I liked your B-25 the best for viewing. Closer and slower. The green background helped too.

Along the coast, how far out do you dare fly into the wind?

Nice to see thumbsticks used for outdoor activities.

Yeah, the B-25 is definitely the most "enjoyable" (relaxing, low-risk) to fly, and that site is a walk-up public park.

At the coastal site - Pt. Fermin, San Pedro - you can fly out quite a ways, much further than at most other sites. I don't claim to be good at distance estimation, but I would guess you could go out a quarter-mile or so. The main reason for this is the shape of the cliff, when viewed from above it is a large crescent or bowl facing west curling south. So any wind from southwest to west causes a great "pileup" of rising air along the entire face of the 300ft cliff. This provides "compression lift" in addition to any "normal" lift an aircraft has from simple motion. Most slope-sites have some amount of compression-lift effect, but Pt. Fermin is unique in its size, concentration and consistency; making it a world-famous site, in RC-circles, to the point where many planes are designed and built for the sole purpose of being a "Fermin Lead Sled" - a heavy fast glider that will probably only fly there.

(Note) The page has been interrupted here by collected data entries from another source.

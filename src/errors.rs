//! Engine error taxonomy.
//!
//! Every fallible operation in the engine surfaces one of these variants.
//! Each variant carries a short machine-readable kind string (see [`EngineError::kind`])
//! and a structured payload naming the offending field(s). Nothing is swallowed:
//! a failed run does not cache and does not leave partial state behind.

use std::error::Error;
use std::fmt::{self, Debug};

/// Typed error surfaced by every engine operation.
#[derive(Debug, Clone, PartialEq, Eq)]
pub enum EngineError {
    /// A readiness precondition was violated. Lists the inputs without values
    /// and the submodule slots that are unbound or not ready.
    NotReady {
        missing_inputs: Vec<String>,
        unbound_submods: Vec<String>,
    },
    /// A value's runtime type does not match a declared type.
    BadType { expected: String, actual: String },
    /// A value failed a registered domain check.
    OutOfDomain { field: String, check: String },
    /// A positional argument pack does not match the field count of a
    /// property type.
    ArityMismatch { expected: usize, actual: usize },
    /// A map lookup used a key the map does not declare.
    UnknownKey(String),
    /// An insertion conflicted with an existing key.
    AlreadyExists(String),
    /// A lookup found nothing under the requested key.
    NotFound(String),
    /// A mutation was attempted on a locked module.
    Locked(String),
    /// A type-erased value was cast to an incompatible target.
    BadCast { requested: String, stored: String },
    /// A submodule binding (or typed run) used a module that does not satisfy
    /// the required property type.
    PtUnsatisfied { name: String, property_type: String },
    /// The cache backing store failed.
    BackendIo(String),
}

impl EngineError {
    /// Fill in the offending field name on payloads that carry one.
    ///
    /// Field descriptors do not know their own keys; callers holding the key
    /// attach it on the way out.
    pub(crate) fn with_field(self, key: &str) -> Self {
        match self {
            EngineError::OutOfDomain { field, check } if field.is_empty() => {
                EngineError::OutOfDomain {
                    field: key.to_string(),
                    check,
                }
            }
            other => other,
        }
    }

    /// Short kind string identifying the error class.
    pub fn kind(&self) -> &'static str {
        match self {
            EngineError::NotReady { .. } => "not-ready",
            EngineError::BadType { .. } => "bad-type",
            EngineError::OutOfDomain { .. } => "out-of-domain",
            EngineError::ArityMismatch { .. } => "arity",
            EngineError::UnknownKey(_) => "unknown-key",
            EngineError::AlreadyExists(_) => "already-exists",
            EngineError::NotFound(_) => "not-found",
            EngineError::Locked(_) => "locked",
            EngineError::BadCast { .. } => "bad-cast",
            EngineError::PtUnsatisfied { .. } => "pt-unsatisfied",
            EngineError::BackendIo(_) => "backend-io",
        }
    }
}

impl fmt::Display for EngineError {
    fn fmt(&self, f: &mut fmt::Formatter<'_>) -> fmt::Result {
        match self {
            EngineError::NotReady {
                missing_inputs,
                unbound_submods,
            } => write!(
                f,
                "not ready: missing inputs {missing_inputs:?}, unready submodules {unbound_submods:?}"
            ),
            EngineError::BadType { expected, actual } => {
                write!(f, "bad type: expected {expected}, got {actual}")
            }
            EngineError::OutOfDomain { field, check } => {
                write!(f, "value for '{field}' violates check: {check}")
            }
            EngineError::ArityMismatch { expected, actual } => {
                write!(f, "expected {expected} positional arguments, got {actual}")
            }
            EngineError::UnknownKey(key) => write!(f, "unknown key: '{key}'"),
            EngineError::AlreadyExists(key) => write!(f, "key already in use: '{key}'"),
            EngineError::NotFound(key) => write!(f, "nothing found under key: '{key}'"),
            EngineError::Locked(what) => write!(f, "module is locked: {what}"),
            EngineError::BadCast { requested, stored } => {
                write!(f, "bad cast: requested {requested}, stored {stored}")
            }
            EngineError::PtUnsatisfied {
                name,
                property_type,
            } => write!(f, "'{name}' does not satisfy property type {property_type}"),
            EngineError::BackendIo(message) => write!(f, "backing store error: {message}"),
        }
    }
}

impl Error for EngineError {}

impl From<std::io::Error> for EngineError {
    fn from(err: std::io::Error) -> Self {
        EngineError::BackendIo(err.to_string())
    }
}

impl From<serde_json::Error> for EngineError {
    fn from(err: serde_json::Error) -> Self {
        EngineError::BackendIo(err.to_string())
    }
}

pub type EngineResult<T> = std::result::Result<T, EngineError>;
//! reStructuredText documentation rendering.
//!
//! Renders a module's metadata, input table, and result table as
//! reStructuredText. The section printer tracks nesting depth and picks the
//! matching underline character; paragraph text is wrapped at 80 columns.

use std::fmt::Write as _;

use crate::errors::{EngineError, EngineResult};
use crate::fields::{InputMap, ResultMap};
use crate::module::Module;

const WRAP_COLUMN: usize = 80;

/// Section-aware reStructuredText writer.
pub struct RestPrinter {
    out: String,
    underline_chars: Vec<char>,
    section: usize,
}

impl RestPrinter {
    pub fn new() -> Self {
        RestPrinter {
            out: String::new(),
            underline_chars: vec!['=', '-', '~', '^'],
            section: 0,
        }
    }

    /// Open a section: the header followed by the underline for the current
    /// nesting depth.
    ///
    /// # Errors
    ///
    /// *not-found* when sections nest deeper than the configured underline
    /// characters.
    pub fn start_section(&mut self, header: &str) -> EngineResult<()> {
        let underline = *self.underline_chars.get(self.section).ok_or_else(|| {
            EngineError::NotFound("no underline character for this section depth".to_string())
        })?;
        let _ = writeln!(self.out, "{header}");
        let _ = writeln!(self.out, "{}", underline.to_string().repeat(header.len()));
        let _ = writeln!(self.out);
        self.section += 1;
        Ok(())
    }

    pub fn finish_section(&mut self) -> EngineResult<()> {
        if self.section == 0 {
            return Err(EngineError::NotFound("not in a section".to_string()));
        }
        self.section -= 1;
        Ok(())
    }

    /// Write a paragraph, wrapping words at 80 columns.
    pub fn paragraph(&mut self, text: &str) {
        let mut column = 0usize;
        for word in text.split_whitespace() {
            let width = word.chars().count();
            if column > 0 && column + 1 + width <= WRAP_COLUMN {
                self.out.push(' ');
                column += 1;
            } else if column > 0 {
                self.out.push('\n');
                column = 0;
            }
            self.out.push_str(word);
            column += width;
        }
        self.out.push('\n');
        self.out.push('\n');
    }

    pub fn raw(&mut self, text: &str) {
        self.out.push_str(text);
    }

    pub fn finish(self) -> String {
        self.out
    }
}

impl Default for RestPrinter {
    fn default() -> Self {
        Self::new()
    }
}

fn list_table(title: &str, header: &[&str], rows: &[Vec<String>]) -> String {
    let mut out = String::new();
    let _ = writeln!(out, ".. list-table:: {title}");
    let _ = writeln!(out, "   :header-rows: 1");
    let _ = writeln!(out);
    for (idx, cell) in header.iter().enumerate() {
        let bullet = if idx == 0 { "   * -" } else { "     -" };
        let _ = writeln!(out, "{bullet} {cell}");
    }
    for row in rows {
        for (idx, cell) in row.iter().enumerate() {
            let bullet = if idx == 0 { "   * -" } else { "     -" };
            let _ = writeln!(out, "{bullet} {cell}");
        }
    }
    out.push('\n');
    out
}

/// Render an input map as an rST list table: key, type, default,
/// optional/transparent flags, check labels, description.
pub fn input_table(inputs: &InputMap) -> String {
    let rows: Vec<Vec<String>> = inputs
        .iter()
        .map(|(key, input)| {
            vec![
                key.to_string(),
                input
                    .declared_type_name()
                    .unwrap_or_else(|| "(undeclared)".to_string()),
                input
                    .any_field()
                    .map(|field| field.to_string())
                    .unwrap_or_else(|| "N/A".to_string()),
                if input.is_optional() { "Yes" } else { "No" }.to_string(),
                if input.is_transparent() { "Yes" } else { "No" }.to_string(),
                input.check_labels().join(", "),
                input.description().unwrap_or("N/A").to_string(),
            ]
        })
        .collect();
    list_table(
        "Inputs",
        &[
            "Key",
            "Type",
            "Default",
            "Optional?",
            "Transparent?",
            "Domain Checks",
            "Description",
        ],
        &rows,
    )
}

/// Render a result map as an rST list table: key, type, description.
pub fn result_table(results: &ResultMap) -> String {
    let rows: Vec<Vec<String>> = results
        .iter()
        .map(|(key, result)| {
            vec![
                key.to_string(),
                result
                    .declared_type_name()
                    .unwrap_or_else(|| "(undeclared)".to_string()),
                result.description().unwrap_or("N/A").to_string(),
            ]
        })
        .collect();
    list_table("Results", &["Key", "Type", "Description"], &rows)
}

/// Full module documentation: description, citations, inputs, results.
pub fn document_module(name: &str, module: &Module) -> EngineResult<String> {
    let mut printer = RestPrinter::new();
    printer.start_section(name)?;
    printer.paragraph(
        module
            .description()
            .unwrap_or("No description provided."),
    );

    if !module.citations().is_empty() {
        printer.start_section("Citations")?;
        for citation in module.citations() {
            printer.paragraph(citation);
        }
        printer.finish_section()?;
    }

    printer.start_section("Module API")?;
    printer.raw(&input_table(module.inputs()));
    printer.raw(&result_table(module.results()));
    printer.finish_section()?;

    printer.finish_section()?;
    Ok(printer.finish())
}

There are a few named-maneuvers we do at Fermin, one of which is called a "Horizon Run", which is pretty self explanatory: after diving down from the left "pump", instead of going up on the right, you keep your plane at eye-level and extend along the cliff (which curves toward the ocean), then continue that arc in a large left-hand turn over the ocean, keeping your plane on the horizon as it returns to the left side. In a "Horizon Run", the objective is to push out as far as you dare and still bring it back. :)

There is also a "Beach Run" and a "Bunker Run", both of which you can see performed in the "Meteor" and "Warbirds" videos.

Yup, it's nice to have such complimentary hobbies; when my evenings need a break from Destiny, I make airplanes. When I'm frustrated from crashing the airplanes I just made, I play Destiny. :D

Sunday Funday in the Wind...day... [videos]

by DEEP_NNN, Friday, March 11, 2016, 13:19 (3018 days ago) @ Mid7night

Thanks for the detailed reply. I can feel the excitement for your hobby.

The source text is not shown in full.